### Data provided
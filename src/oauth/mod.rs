//! OAuth 2.1 resource server support for the gateway.
//!
//! The gateway acts as a **resource server** for every configured MCP
//! server: it validates tokens issued by the authorization servers a tenant
//! trusts and serves Protected Resource Metadata for discovery.
//!
//! # Architecture
//!
//! - **Key-Set Cache** ([`JwksCache`]): JWK sets fetched from
//!   `<issuer>/.well-known/jwks.json`, refreshed on an interval and on
//!   unknown key ids, with last-known-good fallback.
//!
//! - **Token Validation** ([`TokenAuthenticator`]): tries each candidate
//!   issuer in order. [`JwksAuthenticator`] verifies JWTs with keys from the
//!   cache.
//!
//! - **Scope Requirements** ([`ScopeRequirement`]): per-tool required scopes.
//!
//! - **HTTP Middleware** ([`AuthLayer`]/[`AuthService`]): Tower middleware that
//!   resolves the addressed server, extracts and validates the bearer token and
//!   injects [`TokenClaims`] into request extensions.
//!
//! - **Protected Resource Metadata** ([`ProtectedResourceMetadata`]): served at
//!   `/proxy/{server}/.well-known/oauth-protected-resource` (RFC 9728).
//!
//! # Discovery Flow
//!
//! 1. Client calls `/proxy/{server}/mcp` without a token
//! 2. Gateway returns `401` with `WWW-Authenticate: Bearer resource_metadata="..."`
//! 3. Client fetches the metadata document to discover the authorization servers
//! 4. Client obtains a token whose audience is the server's audience
//! 5. Client retries with `Authorization: Bearer <token>`

pub mod error;
pub mod jwks;
pub mod metadata;
pub mod middleware;
pub mod scope;
pub mod token;
pub mod validator;

// Re-exports
pub use error::OAuthError;
pub use jwks::{JwksCache, JwksError, jwks_url};
pub use metadata::{AuthorizationServerRef, ProtectedResourceMetadata};
pub use middleware::{AuthLayer, AuthService};
pub use scope::ScopeRequirement;
pub use token::{TokenAudience, TokenClaims};
pub use validator::{JwksAuthenticator, TokenAuthenticator};
//! # mcp-gateway
//!
//! Multi-tenant Model Context Protocol (MCP) gateway built on
//! [Tower](https://docs.rs/tower) and [axum](https://docs.rs/axum).
//!
//! Each tenant owns one or more MCP *servers*, each exposed at
//! `/proxy/{server}/mcp`. A server's *tools* are not code: every tool is a
//! declarative HTTP request template that the gateway fills from the call
//! arguments and sends to the tenant's upstream API.
//!
//! ## Request Flow
//!
//! ```text
//! HTTP request
//!   -> origin / protocol-version checks
//!   -> AuthLayer            (bearer token, multi-issuer JWKS validation)
//!   -> JsonRpcLayer         (envelope parsing, notifications)
//!   -> McpTracingLayer      (span per call)
//!   -> Dispatcher           (sessions, tools/list, tools/call)
//!   -> ExecutionEngine      (template rendering, egress allowlist, upstream call)
//! ```
//!
//! Every stage is an ordinary tower [`Service`](tower_service::Service) or
//! [`Layer`](tower::Layer), so the dispatcher can be driven without HTTP:
//!
//! ```rust
//! use std::sync::Arc;
//! use mcp_gateway::{
//!     CallContext, Dispatcher, ExecutionEngine, JsonRpcCall, JsonRpcLayer, MemoryStore,
//!     SessionManager, jsonrpc::parse_request,
//! };
//! use tower::{Layer, ServiceExt};
//!
//! # #[tokio::main]
//! # async fn main() {
//! let dispatcher = Dispatcher::new(
//!     Arc::new(MemoryStore::new()),
//!     Arc::new(SessionManager::new()),
//!     ExecutionEngine::new().unwrap(),
//! );
//! let service = JsonRpcLayer::new().layer(dispatcher);
//!
//! let request = parse_request(br#"{"jsonrpc":"2.0","id":1,"method":"initialize"}"#).unwrap();
//! let outcome = service
//!     .oneshot(JsonRpcCall { context: CallContext::new("unknown"), request })
//!     .await
//!     .unwrap();
//!
//! // No such server is configured
//! assert_eq!(outcome.error().unwrap().code, -32004);
//! # }
//! ```
//!
//! ## Running the Gateway
//!
//! The `mcp-gateway` binary reads a TOML file (see [`config`]) holding the
//! listener settings and the tenants, servers and tools to serve:
//!
//! ```text
//! mcp-gateway --config gateway.toml --log-level debug
//! ```

pub mod config;
pub mod dispatcher;
pub mod engine;
pub mod error;
pub mod jsonrpc;
pub mod oauth;
pub mod protocol;
pub mod session;
pub mod store;
pub mod tracing_layer;
pub mod transport;

// Re-exports
pub use config::{ConfigError, GatewayConfig};
pub use dispatcher::{CallContext, DispatchRequest, DispatchResponse, Dispatcher};
pub use engine::{ExecutionEngine, ExecutionError, UpstreamResult};
pub use error::{BoxError, Error, ErrorCode, JsonRpcError, Result};
pub use jsonrpc::{JsonRpcCall, JsonRpcLayer, JsonRpcOutcome, JsonRpcService};
pub use protocol::{
    CallToolParams, CallToolResult, Content, InitializeParams, InitializeResult, JsonRpcRequest,
    JsonRpcResponse, ListToolsResult, McpRequest, McpResponse, RequestId, ToolDefinition,
};
pub use session::{Session, SessionError, SessionManager};
pub use store::{ConfigStore, MemoryStore, RequestTemplate, SeedData, Server, Tenant, Tool};
pub use tracing_layer::{McpTracingLayer, McpTracingService};
pub use transport::GatewayTransport;
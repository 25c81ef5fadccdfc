//! Protected Resource Metadata (RFC 9728 Section 3).
//!
//! Defines the document served at
//! `/proxy/{server}/.well-known/oauth-protected-resource` so OAuth clients
//! can discover which authorization servers issue tokens for a server.

use std::collections::BTreeSet;

use serde::{Deserialize, Serialize};

use crate::store::{Server, Tenant, Tool};

/// An authorization server a client may obtain tokens from
#[derive(Debug, Clone, PartialEq, Eq, Serialize, Deserialize)]
pub struct AuthorizationServerRef {
    pub issuer: String,
    /// OpenID discovery document of the issuer
    pub metadata_url: String,
}

impl AuthorizationServerRef {
    pub fn new(issuer: impl Into<String>) -> Self {
        let issuer = issuer.into();
        let metadata_url = format!(
            "{}/.well-known/openid-configuration",
            issuer.trim_end_matches('/')
        );
        Self {
            issuer,
            metadata_url,
        }
    }
}

/// Protected Resource Metadata per RFC 9728 Section 3.
///
/// # Example
///
/// ```rust
/// use mcp_gateway::oauth::ProtectedResourceMetadata;
///
/// let metadata = ProtectedResourceMetadata::new("https://gateway.example.com/sales")
///     .authorization_server("https://auth.example.com")
///     .scope("read:orders");
///
/// assert_eq!(
///     metadata.authorization_servers[0].metadata_url,
///     "https://auth.example.com/.well-known/openid-configuration"
/// );
/// ```
#[derive(Debug, Clone, Serialize, Deserialize)]
pub struct ProtectedResourceMetadata {
    /// The audience tokens must carry for this resource.
    pub resource: String,

    /// Authorization servers that can issue tokens for this resource.
    #[serde(default)]
    pub authorization_servers: Vec<AuthorizationServerRef>,

    #[serde(default = "default_token_formats")]
    pub token_formats_supported: Vec<String>,

    /// OAuth scopes used by this resource's tools.
    #[serde(default, skip_serializing_if = "Vec::is_empty")]
    pub scopes_supported: Vec<String>,

    /// Methods supported for sending bearer tokens.
    ///
    /// Defaults to `["header"]` per RFC 6750.
    #[serde(default = "default_bearer_methods")]
    pub bearer_methods_supported: Vec<String>,
}

fn default_bearer_methods() -> Vec<String> {
    vec!["header".to_string()]
}

fn default_token_formats() -> Vec<String> {
    vec!["jwt".to_string()]
}

impl ProtectedResourceMetadata {
    /// Create new metadata with the resource server's identifier.
    pub fn new(resource: impl Into<String>) -> Self {
        Self {
            resource: resource.into(),
            authorization_servers: Vec::new(),
            token_formats_supported: default_token_formats(),
            scopes_supported: Vec::new(),
            bearer_methods_supported: default_bearer_methods(),
        }
    }

    /// Describe a configured server: its audience, the issuers it trusts
    /// (duplicates dropped, order kept) and the scopes its enabled tools require.
    pub fn for_server(server: &Server, tenant: &Tenant, tools: &[Tool]) -> Self {
        let mut metadata = Self::new(server.audience.clone());

        for issuer in server.candidate_issuers(tenant) {
            if !metadata
                .authorization_servers
                .iter()
                .any(|a| &a.issuer == issuer)
            {
                metadata = metadata.authorization_server(issuer.clone());
            }
        }

        let scopes: BTreeSet<&String> = tools
            .iter()
            .filter(|t| t.enabled)
            .flat_map(|t| t.required_scopes.iter())
            .collect();
        for scope in scopes {
            metadata = metadata.scope(scope.clone());
        }
        metadata
    }

    /// Add an authorization server issuer URL.
    pub fn authorization_server(mut self, issuer_url: impl Into<String>) -> Self {
        self.authorization_servers
            .push(AuthorizationServerRef::new(issuer_url));
        self
    }

    /// Add a supported OAuth scope.
    pub fn scope(mut self, scope: impl Into<String>) -> Self {
        self.scopes_supported.push(scope.into());
        self
    }

    /// Returns the well-known path of this document, relative to a server's base path.
    pub fn well_known_path() -> &'static str {
        "/.well-known/oauth-protected-resource"
    }
}
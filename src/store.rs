//! Read-only configuration store consumed by the gateway core
//!
//! The core never mutates tenants, servers or tools; it reads them through
//! [`ConfigStore`]. [`MemoryStore`] is the process-local implementation used
//! by the binary (seeded from the config file) and by tests.

use std::collections::{BTreeMap, HashMap};
use std::sync::RwLock;

use async_trait::async_trait;
use serde::{Deserialize, Serialize};
use serde_json::Value;

use crate::protocol::ToolDefinition;

/// Errors returned by a [`ConfigStore`]
#[derive(Debug, thiserror::Error)]
pub enum StoreError {
    #[error("unknown tenant: {0}")]
    UnknownTenant(String),

    #[error("unknown server: {0}")]
    UnknownServer(String),

    #[error("store lock poisoned")]
    Poisoned,
}

fn default_true() -> bool {
    true
}

fn default_method() -> String {
    "GET".to_string()
}

fn default_input_schema() -> Value {
    serde_json::json!({ "type": "object" })
}

/// An isolated customer
#[derive(Debug, Clone, Serialize, Deserialize)]
pub struct Tenant {
    pub slug: String,
    #[serde(default)]
    pub name: String,
    #[serde(default = "default_true")]
    pub enabled: bool,
    /// Authorization server issuers trusted for this tenant's servers
    #[serde(default)]
    pub allowed_issuers: Vec<String>,
    /// Hosts upstream calls may be sent to
    #[serde(default)]
    pub egress_allowlist: Vec<String>,
}

/// A named MCP endpoint owned by a tenant
#[derive(Debug, Clone, Serialize, Deserialize)]
pub struct Server {
    pub slug: String,
    #[serde(alias = "tenant")]
    pub tenant_slug: String,
    #[serde(default)]
    pub name: String,
    /// Audience tokens must carry to call this server
    #[serde(default)]
    pub audience: String,
    /// Overrides the tenant's issuers when non-empty
    #[serde(default)]
    pub allowed_issuers: Vec<String>,
    #[serde(default = "default_true")]
    pub enabled: bool,
    #[serde(default)]
    pub upstream_base_url: Option<String>,
    #[serde(default)]
    pub title: Option<String>,
    #[serde(default)]
    pub version: Option<String>,
    #[serde(default)]
    pub instructions: Option<String>,
}

impl Server {
    /// Issuers to try, in order: the server's own list if it has one,
    /// otherwise the tenant's.
    pub fn candidate_issuers<'a>(&'a self, tenant: &'a Tenant) -> &'a [String] {
        if self.allowed_issuers.is_empty() {
            &tenant.allowed_issuers
        } else {
            &self.allowed_issuers
        }
    }
}

/// How a tool call becomes an upstream HTTP request.
///
/// `path`, query values, header values and string leaves of `body` may
/// contain `{{name}}` placeholders.
#[derive(Debug, Clone, Serialize, Deserialize)]
pub struct RequestTemplate {
    #[serde(default = "default_method")]
    pub method: String,
    #[serde(default)]
    pub path: String,
    #[serde(default)]
    pub query: BTreeMap<String, String>,
    #[serde(default)]
    pub headers: BTreeMap<String, String>,
    #[serde(default)]
    pub body: Option<Value>,
}

impl Default for RequestTemplate {
    fn default() -> Self {
        Self {
            method: default_method(),
            path: String::new(),
            query: BTreeMap::new(),
            headers: BTreeMap::new(),
            body: None,
        }
    }
}

/// A callable operation exposed by a server
#[derive(Debug, Clone, Serialize, Deserialize)]
pub struct Tool {
    /// Stable identifier; falls back to `name` when left empty
    #[serde(default)]
    pub id: String,
    pub name: String,
    #[serde(default)]
    pub title: Option<String>,
    #[serde(default)]
    pub description: String,
    #[serde(default)]
    pub required_scopes: Vec<String>,
    #[serde(default = "default_true")]
    pub enabled: bool,
    #[serde(default)]
    pub mapping: RequestTemplate,
    #[serde(default = "default_input_schema")]
    pub input_schema: Value,
    #[serde(default)]
    pub output_schema: Option<Value>,
}

impl Tool {
    /// True when `key` names this tool by name or by id.
    pub fn matches(&self, key: &str) -> bool {
        self.name == key || self.id == key
    }

    /// The `tools/list` view of this tool.
    pub fn definition(&self) -> ToolDefinition {
        let output_schema = self
            .output_schema
            .as_ref()
            .filter(|s| s.is_object() && s.get("type").and_then(Value::as_str) == Some("object"))
            .cloned();

        ToolDefinition {
            name: self.name.clone(),
            title: self.title.clone(),
            description: Some(self.description.clone()),
            input_schema: self.input_schema.clone(),
            output_schema,
        }
    }
}

/// Read-only view of tenants, servers and tools
#[async_trait]
pub trait ConfigStore: Send + Sync {
    async fn tenant(&self, slug: &str) -> Result<Option<Tenant>, StoreError>;

    async fn server(&self, slug: &str) -> Result<Option<Server>, StoreError>;

    /// All tools of a server, enabled or not
    async fn tools(&self, server_slug: &str) -> Result<Vec<Tool>, StoreError>;

    /// Look a tool up by name or id
    async fn tool(&self, server_slug: &str, name_or_id: &str) -> Result<Option<Tool>, StoreError> {
        Ok(self
            .tools(server_slug)
            .await?
            .into_iter()
            .find(|t| t.matches(name_or_id)))
    }
}

/// A tool entry in seed data, tagged with the server it belongs to
#[derive(Debug, Clone, Serialize, Deserialize)]
pub struct SeedTool {
    pub server: String,
    #[serde(flatten)]
    pub tool: Tool,
}

/// Tenants, servers and tools loaded at startup
#[derive(Debug, Clone, Default, Serialize, Deserialize)]
pub struct SeedData {
    #[serde(default)]
    pub tenants: Vec<Tenant>,
    #[serde(default)]
    pub servers: Vec<Server>,
    #[serde(default)]
    pub tools: Vec<SeedTool>,
}

/// In-memory [`ConfigStore`]
#[derive(Debug, Default)]
pub struct MemoryStore {
    tenants: RwLock<HashMap<String, Tenant>>,
    servers: RwLock<HashMap<String, Server>>,
    tools: RwLock<HashMap<String, Vec<Tool>>>,
}

impl MemoryStore {
    pub fn new() -> Self {
        Self::default()
    }

    /// Build a store from seed data. Servers must reference a seeded
    /// tenant and tools a seeded server.
    pub fn from_seed(seed: &SeedData) -> Result<Self, StoreError> {
        let store = Self::new();
        for tenant in &seed.tenants {
            store.upsert_tenant(tenant.clone())?;
        }
        for server in &seed.servers {
            store.upsert_server(server.clone())?;
        }

        let mut by_server: BTreeMap<&str, Vec<Tool>> = BTreeMap::new();
        for entry in &seed.tools {
            by_server
                .entry(entry.server.as_str())
                .or_default()
                .push(entry.tool.clone());
        }
        for (server, tools) in by_server {
            store.set_tools(server, tools)?;
        }
        Ok(store)
    }

    pub fn upsert_tenant(&self, tenant: Tenant) -> Result<(), StoreError> {
        let mut tenants = self.tenants.write().map_err(|_| StoreError::Poisoned)?;
        tenants.insert(tenant.slug.clone(), tenant);
        Ok(())
    }

    pub fn upsert_server(&self, server: Server) -> Result<(), StoreError> {
        {
            let tenants = self.tenants.read().map_err(|_| StoreError::Poisoned)?;
            if !tenants.contains_key(&server.tenant_slug) {
                return Err(StoreError::UnknownTenant(server.tenant_slug.clone()));
            }
        }
        let mut servers = self.servers.write().map_err(|_| StoreError::Poisoned)?;
        servers.insert(server.slug.clone(), server);
        Ok(())
    }

    /// Replace the tool list of a server.
    pub fn set_tools(&self, server_slug: &str, tools: Vec<Tool>) -> Result<(), StoreError> {
        {
            let servers = self.servers.read().map_err(|_| StoreError::Poisoned)?;
            if !servers.contains_key(server_slug) {
                return Err(StoreError::UnknownServer(server_slug.to_string()));
            }
        }
        let tools = tools
            .into_iter()
            .map(|mut t| {
                if t.id.is_empty() {
                    t.id = t.name.clone();
                }
                t
            })
            .collect();
        let mut all = self.tools.write().map_err(|_| StoreError::Poisoned)?;
        all.insert(server_slug.to_string(), tools);
        Ok(())
    }
}

#[async_trait]
impl ConfigStore for MemoryStore {
    async fn tenant(&self, slug: &str) -> Result<Option<Tenant>, StoreError> {
        let tenants = self.tenants.read().map_err(|_| StoreError::Poisoned)?;
        Ok(tenants.get(slug).cloned())
    }

    async fn server(&self, slug: &str) -> Result<Option<Server>, StoreError> {
        let servers = self.servers.read().map_err(|_| StoreError::Poisoned)?;
        Ok(servers.get(slug).cloned())
    }

    async fn tools(&self, server_slug: &str) -> Result<Vec<Tool>, StoreError> {
        let tools = self.tools.read().map_err(|_| StoreError::Poisoned)?;
        Ok(tools.get(server_slug).cloned().unwrap_or_default())
    }
}

#[cfg(test)]
mod tests {
    use super::*;
    use serde_json::json;

    fn seed() -> SeedData {
        serde_json::from_value(json!({
            "tenants": [{
                "slug": "tenant-a",
                "allowed_issuers": ["https://idp.example.com"],
                "egress_allowlist": ["api.example.com"]
            }],
            "servers": [{
                "slug": "sales",
                "tenant": "tenant-a",
                "audience": "https://gateway.example.com/sales",
                "upstream_base_url": "https://api.example.com"
            }],
            "tools": [{
                "server": "sales",
                "name": "getOrder",
                "required_scopes": ["read:orders"],
                "mapping": { "path": "/api/orders/{{orderId}}" }
            }]
        }))
        .unwrap()
    }

    #[tokio::test]
    async fn test_from_seed_resolves_tools_by_name_or_id() {
        let store = MemoryStore::from_seed(&seed()).unwrap();

        let tool = store.tool("sales", "getOrder").await.unwrap().unwrap();
        assert_eq!(tool.id, "getOrder");
        assert_eq!(tool.mapping.method, "GET");
        assert!(tool.enabled);

        assert!(store.tool("sales", "missing").await.unwrap().is_none());
        assert!(store.tools("products").await.unwrap().is_empty());
    }

    #[tokio::test]
    async fn test_candidate_issuers_prefers_server_override() {
        let store = MemoryStore::from_seed(&seed()).unwrap();
        let tenant = store.tenant("tenant-a").await.unwrap().unwrap();
        let mut server = store.server("sales").await.unwrap().unwrap();

        assert_eq!(
            server.candidate_issuers(&tenant),
            &["https://idp.example.com".to_string()]
        );

        server.allowed_issuers = vec!["https://other.example.com".to_string()];
        assert_eq!(
            server.candidate_issuers(&tenant),
            &["https://other.example.com".to_string()]
        );
    }

    #[test]
    fn test_seed_rejects_dangling_references() {
        let mut data = seed();
        data.servers[0].tenant_slug = "nobody".to_string();
        assert!(matches!(
            MemoryStore::from_seed(&data),
            Err(StoreError::UnknownTenant(_))
        ));

        let mut data = seed();
        data.tools[0].server = "nowhere".to_string();
        assert!(matches!(
            MemoryStore::from_seed(&data),
            Err(StoreError::UnknownServer(_))
        ));
    }

    #[test]
    fn test_definition_only_exposes_object_output_schema() {
        let mut tool = seed().tools.remove(0).tool;
        tool.output_schema = Some(json!({ "type": "string" }));
        assert!(tool.definition().output_schema.is_none());

        tool.output_schema = Some(json!({ "type": "object", "properties": {} }));
        assert!(tool.definition().output_schema.is_some());
    }
}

### The problem
Exact reproduction is required. Give the lines of the data from its first line through the line containing "2. Gateway returns", and no others.

### Solution for this exercise
filename src/oauth/mod.rs
//! OAuth 2.1 resource server support for the gateway.
//!
//! The gateway acts as a **resource server** for every configured MCP
//! server: it validates tokens issued by the authorization servers a tenant
//! trusts and serves Protected Resource Metadata for discovery.
//!
//! # Architecture
//!
//! - **Key-Set Cache** ([`JwksCache`]): JWK sets fetched from
//!   `<issuer>/.well-known/jwks.json`, refreshed on an interval and on
//!   unknown key ids, with last-known-good fallback.
//!
//! - **Token Validation** ([`TokenAuthenticator`]): tries each candidate
//!   issuer in order. [`JwksAuthenticator`] verifies JWTs with keys from the
//!   cache.
//!
//! - **Scope Requirements** ([`ScopeRequirement`]): per-tool required scopes.
//!
//! - **HTTP Middleware** ([`AuthLayer`]/[`AuthService`]): Tower middleware that
//!   resolves the addressed server, extracts and validates the bearer token and
//!   injects [`TokenClaims`] into request extensions.
//!
//! - **Protected Resource Metadata** ([`ProtectedResourceMetadata`]): served at
//!   `/proxy/{server}/.well-known/oauth-protected-resource` (RFC 9728).
//!
//! # Discovery Flow
//!
//! 1. Client calls `/proxy/{server}/mcp` without a token
//! 2. Gateway returns `401` with `WWW-Authenticate: Bearer resource_metadata="..."`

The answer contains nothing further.